Please describe your research: Our research group is driven to discover and understand particle physics beyond the standard model. I am currently involved in an ATLAS analysis, based on beyond the standard model physics, to search for Dark Matter production at the particle level. During the summer of 2021, I was involved with testing silicon strips and front end electronics at Brookhaven National Laboratory for the ATLAS detector upgrade, which will accompany the High Luminosity Large Hadron Collider upgrade at CERN in Geneva, Switzerland.
In simple terms, why does this research matter? Our primary motivation for conducting this research is to extend the laws of physics to provide explanations for phenomena that remain unexplained. Using experiment as the judge of truth, we hope to revise the laws of physics so they no longer contain their current shortcomings and inadequacy. However, even if direct application of our research is not the primary motivation for our pursuit, historically major discoveries have happened along the way which have direct benefits for both industry and academia.
How soon after starting at the University of Iowa were you able to participate in research? I was able to join the research community within my first semester at the University of Iowa.

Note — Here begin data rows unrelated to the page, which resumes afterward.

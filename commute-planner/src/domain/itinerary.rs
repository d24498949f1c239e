//! Itinerary and step types.
//!
//! An `Itinerary` is one candidate way of getting from origin to
//! destination on transit, built from the first leg of a provider route.
//! Itineraries are constructed fresh per query and never mutated.

use chrono::{DateTime, Duration, Utc};

use super::DomainError;

/// How a single step of an itinerary is travelled.
#[derive(Debug, Clone, Copy, PartialEq, Eq, Hash)]
pub enum TravelMode {
    /// On foot
    Walking,
    /// On a bus, train, tram, ferry, ...
    Transit,
    /// Anything else the provider reports (driving, bicycling, ...)
    Other,
}

impl TravelMode {
    /// Parse the provider's travel mode string.
    ///
    /// Unknown modes map to `Other` rather than failing.
    ///
    /// # Examples
    ///
    /// ```
    /// use commute_planner::domain::TravelMode;
    ///
    /// assert_eq!(TravelMode::from_provider("TRANSIT"), TravelMode::Transit);
    /// assert_eq!(TravelMode::from_provider("walking"), TravelMode::Walking);
    /// assert_eq!(TravelMode::from_provider("DRIVING"), TravelMode::Other);
    /// ```
    pub fn from_provider(s: &str) -> Self {
        match s.to_ascii_uppercase().as_str() {
            "WALKING" => TravelMode::Walking,
            "TRANSIT" => TravelMode::Transit,
            _ => TravelMode::Other,
        }
    }

    /// Returns true for transit steps.
    pub fn is_transit(&self) -> bool {
        matches!(self, TravelMode::Transit)
    }
}

/// One step of an itinerary, in traversal order.
#[derive(Debug, Clone, PartialEq, Eq)]
pub struct Step {
    /// Plain-text instructions (markup already stripped)
    pub instructions: String,
    /// Time spent on this step
    pub duration: Duration,
    /// How this step is travelled
    pub mode: TravelMode,
    /// Vehicle type and short name, or full line name; empty if non-transit
    pub line_info: String,
    /// Vehicle departure time (transit steps only)
    pub depart_time: Option<DateTime<Utc>>,
    /// Vehicle arrival time (transit steps only)
    pub arrive_time: Option<DateTime<Utc>>,
}

impl Step {
    /// Creates a non-transit step.
    pub fn new(instructions: impl Into<String>, duration: Duration, mode: TravelMode) -> Self {
        Self {
            instructions: instructions.into(),
            duration,
            mode,
            line_info: String::new(),
            depart_time: None,
            arrive_time: None,
        }
    }

    /// Creates a transit step riding `line_info` between the given times.
    pub fn transit(
        instructions: impl Into<String>,
        duration: Duration,
        line_info: impl Into<String>,
        depart_time: Option<DateTime<Utc>>,
        arrive_time: Option<DateTime<Utc>>,
    ) -> Self {
        Self {
            instructions: instructions.into(),
            duration,
            mode: TravelMode::Transit,
            line_info: line_info.into(),
            depart_time,
            arrive_time,
        }
    }
}

/// A complete transit itinerary between two points.
///
/// # Invariants
///
/// - `arrival_time >= departure_time`
/// - `steps` are in traversal order along the leg
#[derive(Debug, Clone, PartialEq, Eq)]
pub struct Itinerary {
    summary: String,
    total_duration: Duration,
    departure_time: DateTime<Utc>,
    arrival_time: DateTime<Utc>,
    distance_label: String,
    steps: Vec<Step>,
}

impl Itinerary {
    /// Construct an itinerary, checking that it does not arrive before it departs.
    ///
    /// # Errors
    ///
    /// Returns `DomainError::ArrivesBeforeDeparture` if `arrival_time` is
    /// earlier than `departure_time`.
    pub fn new(
        summary: impl Into<String>,
        total_duration: Duration,
        departure_time: DateTime<Utc>,
        arrival_time: DateTime<Utc>,
        distance_label: impl Into<String>,
        steps: Vec<Step>,
    ) -> Result<Self, DomainError> {
        if arrival_time < departure_time {
            return Err(DomainError::ArrivesBeforeDeparture {
                departure: departure_time,
                arrival: arrival_time,
            });
        }

        Ok(Self {
            summary: summary.into(),
            total_duration,
            departure_time,
            arrival_time,
            distance_label: distance_label.into(),
            steps,
        })
    }

    /// Route summary as reported by the provider (e.g. "Route 40").
    pub fn summary(&self) -> &str {
        &self.summary
    }

    /// Total travel time of the leg.
    pub fn total_duration(&self) -> Duration {
        self.total_duration
    }

    pub fn departure_time(&self) -> DateTime<Utc> {
        self.departure_time
    }

    pub fn arrival_time(&self) -> DateTime<Utc> {
        self.arrival_time
    }

    /// Human-readable distance (e.g. "4.2 mi").
    pub fn distance_label(&self) -> &str {
        &self.distance_label
    }

    pub fn steps(&self) -> &[Step] {
        &self.steps
    }

    /// Returns only the transit steps, in order.
    pub fn transit_steps(&self) -> impl Iterator<Item = &Step> {
        self.steps.iter().filter(|s| s.mode.is_transit())
    }

    /// Key used to recognise the same itinerary returned by separate queries.
    ///
    /// Two itineraries are the same trip when they share a summary and
    /// depart and arrive in the same minute.
    pub fn dedup_key(&self) -> (String, i64, i64) {
        (
            self.summary.clone(),
            self.departure_time.timestamp().div_euclid(60),
            self.arrival_time.timestamp().div_euclid(60),
        )
    }
}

How has being involved in research made you more successful at the University of Iowa? In general, participating in research has helped me think more analytically and quantitatively. By doing research in experimental physics, I have learned that not everything works out the way you expect, and that it’s not always a bad idea to try again. I have also learned many skills while doing research that sometimes show up as requirements in my coursework.
What are your career goals and/or plans after graduation? I hope to continue on to graduate school as a PhD student in Physics and continue doing research.